The options for the class were divorce care, new Christian class, financial class (which is what I really should have signed up for, but it didn't fit into my "just squeak by financially" plan for 2010), and a class toting something about getting happier and getting rid of hurts, hang ups and habits.
I've got some of those. I've got some relationships that need working on.
So I decided... kinda quickly... that I would sign up for the class designed to get rid of hurts, hang ups and habits.
I didn't get there in time for a favored position on one of the 8 couches, and I found myself in the back on one of the very hard, cold folding chairs. I browsed through the book, which is based on the Beatitudes. I like the Beatitudes. This is gonna be cool. The guy doing the DVD part is the guy that wrote The Purpose Driven Life; an excellent read and one that I really enjoyed.
Then the leader passes out little cards for everyone to give their information.
Celebrate Recovery Info Cards...
Then "This is celebrate recovery program based on the 12 steps of AA..."
Why does miscommunication and chaos follow me with every step?
I grab my phone and begin texting:
"I signed up for a class at church cause I wanted to make friends and get the kids more involved... I just got here and I'm in a celebrate recovery class. Ooops.
Should be fun."
"WHAT? Oh my word! Do you have to stand up and say hi I'm gina... I'm addicted to quoting the hangover?"
"Yes. I think so. I sat on the wrong side of the room. I don't think I can escape without making a scene. Why am I so stupid?"
"How in the world do you end up at AA by accident? Uh oh, God's telling you something..."
"I can't stop laughing. And everyone is staring at me."
"Recovery isn't a joke Gina. But accidental recovery is freaking hilarious."
"They just said if you're in the wrong class, divorce class is next door. I just sat there, totally stunned, not knowing which would be worse. Everyone thinking I'm in AA or getting a divorce."
"How did you not know it was a recovery class? Was it called something really fun?"
"Cause I'm stupid, that's why."
So I ended up staying for the Celebrate Recovery class. I actually learned a lot.

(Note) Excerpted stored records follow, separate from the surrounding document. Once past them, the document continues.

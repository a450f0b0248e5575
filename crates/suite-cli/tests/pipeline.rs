//! Integration tests for the pipeline module.

use std::fs;
use std::path::{Path, PathBuf};

use suite_cli::pipeline::{
    DIAGNOSTICS_JSON, SUITE_XML, default_output_dir, load_app, load_options,
    run_compile_pipeline, run_validate_pipeline,
};
use suite_model::{BuildVersion, CompileOptions, DiagnosticKind, DiagnosticReport};

// ============================================================================
// Helpers
// ============================================================================

const CLINIC_APP: &str = r#"{
  "name": "Clinic",
  "langs": ["en"],
  "modules": [
    {
      "unique_id": "m-patients",
      "name": "Patients",
      "module_type": "basic",
      "case_type": "patient",
      "case_details": {
        "short_columns": [{ "field": "name", "header": "Name" }]
      },
      "forms": [
        {
          "unique_id": "f-register",
          "name": "Register",
          "xmlns": "http://openrosa.org/formdesigner/register",
          "form_type": "basic",
          "requires": "none",
          "actions": { "open_case": { "name_path": "/data/name" } }
        },
        {
          "unique_id": "f-followup",
          "name": "Follow up",
          "xmlns": "http://openrosa.org/formdesigner/followup",
          "form_type": "basic",
          "requires": "case",
          "actions": { "update_case": true }
        }
      ]
    }
  ]
}"#;

/// Fresh scratch directory per test.
fn scratch_dir(name: &str) -> PathBuf {
    let dir = std::env::temp_dir().join(format!("suite-cli-{name}-{}", std::process::id()));
    fs::remove_dir_all(&dir).ok();
    fs::create_dir_all(&dir).unwrap();
    dir
}

fn write_app(dir: &Path, json: &str) -> PathBuf {
    let path = dir.join("app.json");
    fs::write(&path, json).unwrap();
    path
}

fn read_report(path: &Path) -> DiagnosticReport {
    serde_json::from_str(&fs::read_to_string(path).unwrap()).unwrap()
}

// ============================================================================
// Loading
// ============================================================================

#[test]
fn test_load_app_parses_module_and_form_kinds() {
    let dir = scratch_dir("load");
    let app = load_app(&write_app(&dir, CLINIC_APP)).unwrap();

    assert_eq!(app.name, "Clinic");
    assert_eq!(app.modules.len(), 1);
    let module = &app.modules[0];
    assert_eq!(module.module_type().as_str(), "basic");
    assert_eq!(module.forms.len(), 2);
    assert!(!module.forms[0].requires_case());
    assert!(module.forms[1].requires_case());
    fs::remove_dir_all(&dir).ok();
}

#[test]
fn test_load_app_reports_path_on_error() {
    let dir = scratch_dir("load-error");
    let path = write_app(&dir, "{ \"modules\": [] }");
    let error = load_app(&path).unwrap_err();

    assert!(format!("{error:#}").contains("parse app definition"));
    assert!(format!("{error:#}").contains("app.json"));
    fs::remove_dir_all(&dir).ok();
}

#[test]
fn test_load_options_fills_defaults() {
    let dir = scratch_dir("options");
    let path = dir.join("options.json");
    fs::write(
        &path,
        r#"{ "target_version": "2.50", "features": { "multi_select": false }, "domain": "clinic" }"#,
    )
    .unwrap();
    let options = load_options(&path).unwrap();

    assert_eq!(options.target_version, Some(BuildVersion::new(2, 50)));
    assert!(!options.features.multi_select);
    assert!(options.features.case_search);
    assert_eq!(options.domain, "clinic");
    assert!(options.parallel);
    fs::remove_dir_all(&dir).ok();
}

#[test]
fn test_default_output_dir_is_next_to_app() {
    assert_eq!(
        default_output_dir(Path::new("/apps/clinic/app.json")),
        PathBuf::from("/apps/clinic/output")
    );
}

// ============================================================================
// Compile pipeline
// ============================================================================

#[test]
fn test_compile_writes_suite_and_diagnostics() {
    let dir = scratch_dir("compile");
    let app_path = write_app(&dir, CLINIC_APP);
    let output_dir = dir.join("out");
    let result = run_compile_pipeline(&app_path, CompileOptions::new(), &output_dir, false).unwrap();

    assert!(!result.has_errors);
    assert!(result.errors.is_empty());
    assert_eq!(result.suite_xml, Some(output_dir.join(SUITE_XML)));
    assert_eq!(result.diagnostics_json, Some(output_dir.join(DIAGNOSTICS_JSON)));

    let xml = fs::read_to_string(output_dir.join(SUITE_XML)).unwrap();
    assert!(xml.starts_with("<?xml version=\"1.0\" encoding=\"UTF-8\"?>"));
    assert!(xml.contains("<form>http://openrosa.org/formdesigner/followup</form>"));
    assert!(xml.contains("<command id=\"m0-f1\">"));
    assert!(xml.contains("<datum id=\"case_id\""));
    assert!(xml.contains("<datum id=\"case_id_new_patient_0\" function=\"uuid()\"/>"));
    assert!(xml.contains("<menu id=\"m0\">"));

    let report = read_report(&output_dir.join(DIAGNOSTICS_JSON));
    assert!(report.diagnostics.is_empty());

    assert_eq!(result.modules.len(), 1);
    assert_eq!(result.modules[0].forms, 2);
    assert_eq!(result.modules[0].datums, Some(2));
    fs::remove_dir_all(&dir).ok();
}

#[test]
fn test_dry_run_writes_nothing() {
    let dir = scratch_dir("dry-run");
    let app_path = write_app(&dir, CLINIC_APP);
    let output_dir = dir.join("out");
    let result = run_compile_pipeline(&app_path, CompileOptions::new(), &output_dir, true).unwrap();

    assert!(result.suite_xml.is_none());
    assert!(result.diagnostics_json.is_none());
    assert!(!output_dir.exists());
    assert_eq!(result.stats.forms, 2);
    fs::remove_dir_all(&dir).ok();
}

#[test]
fn test_error_diagnostics_block_suite_output() {
    let dir = scratch_dir("blocking");
    let app_path = write_app(&dir, &CLINIC_APP.replace(r#"["en"]"#, r#"[""]"#));
    let output_dir = dir.join("out");
    let result = run_compile_pipeline(&app_path, CompileOptions::new(), &output_dir, false).unwrap();

    assert!(result.has_errors);
    assert!(result.suite_xml.is_none());
    assert!(!output_dir.join(SUITE_XML).exists());
    assert_eq!(result.errors.len(), 1);
    assert!(result.errors[0].contains("1 blocking diagnostic"));

    let report = read_report(&output_dir.join(DIAGNOSTICS_JSON));
    assert_eq!(report.of_kind(DiagnosticKind::EmptyLang).count(), 1);
    fs::remove_dir_all(&dir).ok();
}

#[test]
fn test_warnings_block_only_in_strict_mode() {
    let dir = scratch_dir("strict");
    let json = CLINIC_APP.replace(
        r#"{ "field": "name", "header": "Name" }"#,
        r#"{ "field": "name", "header": "Name" }, { "field": "address", "format": "address-popup" }"#,
    );
    let app_path = write_app(&dir, &json);

    let relaxed = run_compile_pipeline(&app_path, CompileOptions::new(), &dir.join("relaxed"), false).unwrap();
    assert!(!relaxed.has_errors);
    assert!(relaxed.suite_xml.is_some());
    assert_eq!(relaxed.report.warning_count(), 1);
    assert_eq!(relaxed.modules[0].warnings, 1);

    let strict = run_compile_pipeline(&app_path, CompileOptions::strict(), &dir.join("strict"), false).unwrap();
    assert!(strict.has_errors);
    assert!(strict.suite_xml.is_none());
    assert_eq!(strict.errors.len(), 1);
    assert!(strict.errors[0].contains("1 blocking diagnostic"));
    fs::remove_dir_all(&dir).ok();
}

#[test]
fn test_fatal_compile_error_keeps_diagnostics() {
    let dir = scratch_dir("fatal");
    let json = r#"{
      "name": "Clinic",
      "modules": [
        {
          "unique_id": "m-a",
          "name": "A",
          "module_type": "basic",
          "case_type": "patient",
          "parent_select": { "module_id": "m-b" },
          "case_details": { "short_columns": [{ "field": "name" }] },
          "case_list": { "show": true }
        },
        {
          "unique_id": "m-b",
          "name": "B",
          "module_type": "basic",
          "case_type": "patient",
          "parent_select": { "module_id": "m-a" },
          "case_details": { "short_columns": [{ "field": "name" }] },
          "case_list": { "show": true }
        }
      ]
    }"#;
    let app_path = write_app(&dir, json);
    let output_dir = dir.join("out");
    let error = run_compile_pipeline(&app_path, CompileOptions::new(), &output_dir, false).unwrap_err();

    assert!(format!("{error:#}").contains("compile app Clinic"));
    let report = read_report(&output_dir.join(DIAGNOSTICS_JSON));
    assert_eq!(report.of_kind(DiagnosticKind::ParentCycle).count(), 1);
    assert!(!output_dir.join(SUITE_XML).exists());
    fs::remove_dir_all(&dir).ok();
}

// ============================================================================
// Validate pipeline
// ============================================================================

#[test]
fn test_validate_counts_per_module() {
    let dir = scratch_dir("validate");
    let json = CLINIC_APP.replace(r#""case_type": "patient","#, "");
    let app_path = write_app(&dir, &json);
    let result = run_validate_pipeline(&app_path, &CompileOptions::new()).unwrap();

    assert!(result.blocking);
    assert_eq!(result.report.of_kind(DiagnosticKind::NoCaseType).count(), 1);
    assert_eq!(result.modules[0].errors, result.report.error_count());
    assert_eq!(result.modules[0].datums, None);
    fs::remove_dir_all(&dir).ok();
}
#[derive(Debug, Clone, PartialEq)]
struct NextDatum {
    id: String,
    instance: bool,
}

impl FrameDatum {
    /// Wrap the datums of a session plan in order.
    pub fn from_plan(datums: &[Datum]) -> Vec<FrameDatum> {
        datums
            .iter()
            .enumerate()
            .map(|(index, datum)| {
                let next = datums.get(index + 1).map(|next| NextDatum {
                    id: next.id.clone(),
                    instance: next.kind == DatumKind::InstanceSelection,
                });
                let source_id = match (&datum.query, &next) {
                    (Some(query), Some(next)) if query.url.contains(SEARCH_PATH) => next.id.clone(),
                    _ => datum.id.clone(),
                };
                FrameDatum {
                    datum: datum.clone(),
                    source_id,
                    next,
                }
            })
            .collect()
    }

    pub fn id(&self) -> &str {
        &self.datum.id
    }

    pub fn is_query(&self) -> bool {
        self.datum.kind == DatumKind::Query
    }

    /// Whether the client needs a user choice (or an unattended search) to
    /// bind this datum.
    pub fn requires_selection(&self) -> bool {
        match &self.datum.query {
            Some(query) => is_silent_query(query),
            None => self.datum.kind.requires_selection(),
        }
    }

    /// Case type of the datum; queries report their first searched type.
    pub fn case_type(&self) -> Option<CaseType> {
        if let Some(case_type) = &self.datum.case_type {
            return Some(case_type.clone());
        }
        let query = self.datum.query.as_ref()?;
        query
            .data
            .iter()
            .find(|data| data.key == CASE_TYPE_KEY)
            .and_then(|data| CaseType::new(data.ref_.trim_matches(|ch| ch == '\'' || ch == '"')).ok())
    }

    fn with_source(mut self, source_id: &str) -> Self {
        self.source_id = source_id.to_string();
        self
    }

    /// Stack operation binding this datum, or `None` for computed datums
    /// the entry recomputes on its own.
    fn to_op(&self, endpoint: bool) -> Option<StackOp> {
        let value = if endpoint {
            format!("${}", self.source_id)
        } else {
            xpath::session_var(&self.source_id)
        };
        match self.datum.kind {
            DatumKind::Computed => None,
            DatumKind::Selection => Some(StackOp::datum(self.id(), value)),
            DatumKind::InstanceSelection => Some(StackOp::PushDatum {
                id: self.id().to_string(),
                value,
                instance: true,
            }),
            DatumKind::Query => self.datum.query.as_ref().map(|query| {
                let mut data: Vec<QueryData> = query
                    .data
                    .iter()
                    .filter(|data| {
                        matches!(data.key.as_str(), CASE_TYPE_KEY | CASE_ID_KEY | REGISTRY_KEY)
                    })
                    .cloned()
                    .collect();
                if !data.iter().any(|data| data.key == CASE_ID_KEY)
                    && let Some(next) = &self.next
                {
                    if next.instance {
                        let mut case_ids = QueryData::new(CASE_ID_KEY, ".");
                        case_ids.nodeset = Some(format!("instance('{}')/results/value", self.source_id));
                        data.push(case_ids);
                    } else {
                        data.push(QueryData::new(CASE_ID_KEY, value));
                    }
                }
                StackOp::PushQuery(StackQuery {
                    id: query.storage_instance.clone(),
                    value: query.url.replace(SEARCH_PATH, CASE_FIXTURE_PATH),
                    data,
                })
            }),
        }
    }
}
use suite_model::{CompileOptions, Result, SessionPlan};
use tracing::debug;

use crate::cache::PlanCache;
use crate::graph::{AppGraph, FormPlacement};

/// Read-only state shared by every compile stage.
#[derive(Debug, Clone, Copy)]
pub struct CompileContext<'a> {
    pub graph: &'a AppGraph<'a>,
    pub options: &'a CompileOptions,
    pub cache: Option<&'a PlanCache>,
}

impl<'a> CompileContext<'a> {
    pub fn new(graph: &'a AppGraph<'a>, options: &'a CompileOptions) -> Self {
        Self {
            graph,
            options,
            cache: None,
        }
    }

    pub fn with_cache(mut self, cache: &'a PlanCache) -> Self {
        self.cache = Some(cache);
        self
    }

    /// Session plan of a placed form, served from the memo cache when the
    /// app fingerprint matches.
    pub fn session_plan(&self, placement: FormPlacement<'_>) -> Result<SessionPlan> {
        let module_id = &self.graph.module(placement.module).unique_id;
        let form_id = placement.form_id();
        let fingerprint = self.graph.fingerprint();
        if let Some(cache) = self.cache
            && let Some(plan) = cache.get(fingerprint, module_id, form_id)
        {
            return Ok(plan);
        }
        let plan = crate::datums::build_session_plan(self, placement)?;
        debug!(
            module = %module_id,
            form = %form_id,
            datums = plan.datums.len(),
            "session plan resolved"
        );
        if let Some(cache) = self.cache {
            cache.insert(fingerprint, plan.clone());
        }
        Ok(plan)
    }

    /// Plan of the first form of a module, used to align child modules.
    pub fn first_form_plan(&self, module: usize) -> Result<Option<SessionPlan>> {
        match self.graph.module_forms(module).into_iter().next() {
            Some(placement) => self.session_plan(placement).map(Some),
            None => Ok(None),
        }
    }
}
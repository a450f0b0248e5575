//! Instance declarations for entries and remote requests.
//!
//! Every `instance('id')` an entry's expressions reference must be declared
//! with its source. Known ids map to fixed sources; custom form instances
//! are declared as given.

use std::collections::BTreeMap;

use suite_model::{
    CompileError, CustomInstance, Datum, Entry, FormId, Instance, ModuleId, QuerySpec,
    RemoteRequest, Result, StackFrame, StackOp,
};
use tracing::debug;

use crate::xpath;

/// Source of a well-known instance id.
pub fn known_source(id: &str) -> Option<String> {
    let source = match id {
        "casedb" => "jr://instance/casedb".to_string(),
        "commcaresession" => "jr://instance/session".to_string(),
        "groups" => "jr://fixture/user-groups".to_string(),
        "locations" => "jr://fixture/locations".to_string(),
        xpath::RESULTS_INSTANCE | xpath::INLINE_RESULTS_INSTANCE | xpath::REGISTRY_INSTANCE => {
            format!("jr://instance/remote/{id}")
        }
        xpath::SELECTED_CASES => xpath::SELECTED_CASES_SRC.to_string(),
        _ if id.starts_with("item-list:") || id.starts_with("schedule:") => {
            format!("jr://fixture/{id}")
        }
        _ => return None,
    };
    Some(source)
}

/// Declarations for every instance referenced by `expressions`, plus the
/// form's custom instances. Sorted by id.
pub fn resolve_instances<'e, I>(
    expressions: I,
    custom: &[CustomInstance],
    module: &ModuleId,
    form: Option<&FormId>,
) -> Result<Vec<Instance>>
where
    I: IntoIterator<Item = &'e str>,
{
    let mut declared: BTreeMap<String, String> = BTreeMap::new();
    for expression in expressions {
        for id in xpath::instance_refs(expression) {
            if declared.contains_key(id) {
                continue;
            }
            match known_source(id) {
                Some(src) => {
                    declared.insert(id.to_string(), src);
                }
                None => debug!(instance = id, module = %module, "unknown instance reference"),
            }
        }
    }
    for instance in custom {
        match declared.get(&instance.instance_id) {
            Some(src) if *src != instance.instance_path => {
                return Err(CompileError::DuplicateInstanceId {
                    module: Some(module.clone()),
                    form: form.cloned(),
                    instance_id: instance.instance_id.clone(),
                    message: format!(
                        "declared as '{}' but already used as '{src}'",
                        instance.instance_path
                    ),
                });
            }
            Some(_) => {}
            None => {
                declared.insert(instance.instance_id.clone(), instance.instance_path.clone());
            }
        }
    }
    Ok(declared
        .into_iter()
        .map(|(id, src)| Instance { id, src })
        .collect())
}

// ===== Expression collection =====

fn datum_expressions(datum: &Datum) -> impl Iterator<Item = &str> {
    [&datum.nodeset, &datum.value, &datum.function]
        .into_iter()
        .flatten()
        .map(String::as_str)
        .chain(datum.query.iter().flat_map(query_expressions))
}

fn query_expressions(query: &QuerySpec) -> impl Iterator<Item = &str> {
    query
        .data
        .iter()
        .flat_map(|data| {
            std::iter::once(data.ref_.as_str())
                .chain(data.nodeset.as_deref())
                .chain(data.exclude.as_deref())
        })
        .chain(query.prompts.iter().filter_map(|prompt| prompt.default_value.as_deref()))
}

fn stack_expressions(stack: &[StackFrame]) -> impl Iterator<Item = &str> {
    stack.iter().flat_map(|frame| {
        frame.if_clause.as_deref().into_iter().chain(frame.ops.iter().flat_map(|op| {
            match op {
                StackOp::PushDatum { value, .. } | StackOp::Rewind { value } => vec![value.as_str()],
                StackOp::PushQuery(query) => query
                    .data
                    .iter()
                    .flat_map(|data| std::iter::once(data.ref_.as_str()).chain(data.nodeset.as_deref()))
                    .collect(),
                StackOp::Jump { url } => vec![url.as_str()],
                StackOp::PushCommand { .. } | StackOp::Mark => Vec::new(),
            }
        }))
    })
}

/// Every expression of an entry, plus any extra expressions evaluated in
/// its context (form filter, menu relevance).
pub fn entry_expressions<'e>(entry: &'e Entry, extra: &[&'e str]) -> Vec<&'e str> {
    let mut expressions: Vec<&str> = entry.datums.iter().flat_map(datum_expressions).collect();
    expressions.extend(entry.assertions.iter().map(|assertion| assertion.test.as_str()));
    expressions.extend(stack_expressions(&entry.stack));
    if let Some(post) = &entry.post {
        expressions.extend(post.relevant.as_deref());
        expressions.extend(post.data.iter().filter_map(|data| data.exclude.as_deref()));
    }
    expressions.extend_from_slice(extra);
    expressions
}

pub fn remote_request_expressions(request: &RemoteRequest) -> Vec<&str> {
    let mut expressions: Vec<&str> = request.datums.iter().flat_map(datum_expressions).collect();
    expressions.extend(request.queries.iter().flat_map(query_expressions));
    expressions.extend(request.post.relevant.as_deref());
    expressions.extend(request.post.data.iter().flat_map(|data| {
        std::iter::once(data.ref_.as_str())
            .chain(data.nodeset.as_deref())
            .chain(data.exclude.as_deref())
    }));
    expressions.extend(stack_expressions(&request.stack));
    expressions
}

#[cfg(test)]
mod tests {
    use super::*;

    fn module() -> ModuleId {
        ModuleId::new("m").unwrap()
    }

    #[test]
    fn maps_known_ids_and_skips_unknown() {
        let expression = "count(instance('casedb')/casedb/case) + instance('item-list:clinic')/x + instance('mystery')/y";
        let instances = resolve_instances([expression], &[], &module(), None).unwrap();
        let ids: Vec<&str> = instances.iter().map(|instance| instance.id.as_str()).collect();
        assert_eq!(ids, vec!["casedb", "item-list:clinic"]);
        assert_eq!(instances[1].src, "jr://fixture/item-list:clinic");
    }

    #[test]
    fn conflicting_custom_instance_is_rejected() {
        let custom = vec![CustomInstance {
            instance_id: "casedb".into(),
            instance_path: "jr://fixture/other".into(),
        }];
        let err = resolve_instances(["instance('casedb')/casedb"], &custom, &module(), None).unwrap_err();
        assert!(matches!(err, CompileError::DuplicateInstanceId { ref instance_id, .. } if instance_id == "casedb"));
    }
}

The leader says this class isn't just for addicts.
It's for people who have perfectionist tendencies...
depression, frustration, anger, difficulty saying no, guilt issues...
While I hid in the back of the room, eyes on the door for an open opportunity to flee, I heard the pastor from Saddleback say that the root of my problem was that I was trying to play God.
What? I kept my eyes on the door, but perked my ears a little towards the huge TV screen.
We play God when we:
- attempt to control our image... not letting people see the real imperfect us
- attempt to control others by manipulating each other
- attempt to control our problems by thinking we can handle it all
- attempt to control our pain by avoiding or denying it
Huh... that's kinda interesting. But I'm still in the wrong class.
Then they listed the consequences of trying to play God.
What the heck? Seriously?
The more I listened, the more I thought perhaps God knew better today. Perhaps he knew what class I needed to be in to find my happy, happier, happiest. And perhaps, just perhaps, He's trying, in a very humorous way, to show me that He still knows what's best for me, even when I question Him, laugh at Him, and try to be Him.
And only He knows how hard I have laughed this entire night. I'm still laughing right now. Certainly a good start to my happy, happier, happiest plan.